勉「でもこんな短期間でよくここまで成長できたね。」


華「それは・・・・・・」


勉「華さん?」


華「勉くんのことを想って作ったからに決まっているに決まっているじゃない。言わせないでよ!」


勉{顔を赤らめる}


団子「ごちそうさまです。
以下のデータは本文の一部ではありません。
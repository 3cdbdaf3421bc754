use axum::extract::{Path, Query, State};
use axum::response::Json;
use fh_catalog::{CategoryEntry, ContentKind, ContentSummary};
use fh_types::ContentId;
use serde::{Deserialize, Serialize};
use serde_json::json;
use tracing::debug;

use crate::error::{ServerError, ServerResult};
use crate::state::AppState;

#[derive(Clone, Debug, PartialEq, Eq, Serialize, Deserialize)]
pub struct HealthResponse {
    pub status: String,
}

impl Default for HealthResponse {
    fn default() -> Self {
        Self {
            status: "ok".into(),
        }
    }
}

#[derive(Debug, Deserialize)]
pub struct SearchParams {
    pub q: Option<String>,
}

pub async fn health_handler() -> Json<HealthResponse> {
    Json(HealthResponse::default())
}

pub async fn info_handler(State(state): State<AppState>) -> Json<serde_json::Value> {
    Json(json!({
        "name": "fh-server",
        "version": env!("CARGO_PKG_VERSION"),
        "contents": state.catalog.all().len(),
    }))
}

pub async fn list_content(State(state): State<AppState>) -> Json<Vec<ContentSummary>> {
    Json(state.catalog.all())
}

pub async fn trending_content(State(state): State<AppState>) -> Json<Vec<ContentSummary>> {
    let trending = state.catalog.trending();
    debug!(count = trending.len(), "trending content");
    Json(trending)
}

pub async fn featured_content(State(state): State<AppState>) -> Json<Vec<ContentSummary>> {
    let featured = state.catalog.featured();
    debug!(count = featured.len(), "featured content");
    Json(featured)
}

/// Unknown types yield an empty list rather than an error.
pub async fn content_by_type(
    State(state): State<AppState>,
    Path(kind): Path<String>,
) -> Json<Vec<ContentSummary>> {
    let list = kind
        .parse::<ContentKind>()
        .map(|k| state.catalog.by_type(k))
        .unwrap_or_default();
    Json(list)
}

pub async fn content_by_id(
    State(state): State<AppState>,
    Path(id): Path<String>,
) -> ServerResult<Json<ContentSummary>> {
    state
        .catalog
        .by_id(&ContentId::new(id.as_str()))
        .map(Json)
        .ok_or(ServerError::ContentNotFound(id))
}

pub async fn content_categories(
    State(state): State<AppState>,
    Path(id): Path<String>,
) -> Json<Vec<CategoryEntry>> {
    Json(state.catalog.categories_of(&ContentId::new(id)))
}

pub async fn category_by_id(
    State(state): State<AppState>,
    Path(id): Path<String>,
) -> ServerResult<Json<CategoryEntry>> {
    state
        .catalog
        .category(&id)
        .map(Json)
        .ok_or(ServerError::CategoryNotFound(id))
}

pub async fn search_content(
    State(state): State<AppState>,
    Query(params): Query<SearchParams>,
) -> ServerResult<Json<Vec<ContentSummary>>> {
    let query = params
        .q
        .filter(|q| !q.is_empty())
        .ok_or(ServerError::MissingQuery)?;
    let hits = state.catalog.search(&query);
    debug!(query = %query, hits = hits.len(), "search");
    Ok(Json(hits))
}

pub async fn not_found() -> (axum::http::StatusCode, Json<serde_json::Value>) {
    (
        axum::http::StatusCode::NOT_FOUND,
        Json(json!({ "error": "Not found" })),
    )
}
」


三八「なんか2人を見ていると応援したくなる気持ちになるね。」


団子「三八ちゃんもきっといい彼氏に出会えるよ。」


三八「え、急にどうしたの?」


団子「なんでもないよ~じゃあ真面野くん。他に直したらいいと思ったところあるかな~?」


勉「そうだな、後は・・・・・・」


この後夜遅くまでお弁当作りは続いた。


次の日


勉「くっ、苦しい・・・・・・お弁当食べすぎた・・・・・・」


寝待「おっす、真面野おはよう・・・・・・お前、太った?」


勉「すまん、果報。運動に付き合ってくれないか?今日は生徒会の仕事無いからさ。」


寝待「いいけどさ・・・・・・どうしたんだよ、そのお腹。」


勉「ちょっとご飯食べすぎた。」


寝待「ストレスが原因で食べすぎか?」


勉「違うって・・・・・・」


寝待「それに来週からテストだろ。大丈夫かよ?」


勉「運動してくれるかわりに勉強教えるから。」


寝待「そうか、それなら俺に任せろ! いや~お前が友達で本当によかったよ!」


勉「いつから友達になった・・・・・・」


勉と寝待は放課後勉強を教える代わりに1時間の運動を行った。しばらくご飯も最小限にした。 そしてテスト当日をむかえた。


青菜先生「それじゃあテスト開始!」


テスト終了後 生徒会室にて


勉「みんな、テストどうだった?」


華・団子・三八「満点でした!」


笑福 ほ~すごいじゃないか。今回の採点の先生辛口評価で有名なのに。


類「まあ、私も満点だったけどね。」


卯円「私は赤点ギリギリ・・・・・・」


笑福「赤点ギリギリとはあかんな~なんちゃって」


生徒会室に冷たい風が吹いた。


類「あっはっはっは!もう、急にギャグを飛ばさないでよ!おもしろ~い!」


勉「(友呼先輩のツボがよくわからない・・・・・・)」


白羽「そういえば聞いたぞ、真面野。全教科100点満点みたいじゃないか。」


華・団子・三八・卯円・類・笑福「え~!」


勉「そんな、偶然ですよ。」


笑福「偶然で採れる点数ではないだろう。俺の時も平均点70ぐらいだったぞ。」


類「笑福くん、そんなに難しい問題なの?」


笑福「ああ、1学期のテストは難関私立大学レベルの問題なんだよ。それを満点とは・・・・・・」


勉「まあ、今回の問題は先生の話をちゃんと聞いていれば解ける問題なので。」


白羽「(とんでもない記憶力だな・・・・・・)」


無事に期末試験を突破した真面野たちであった。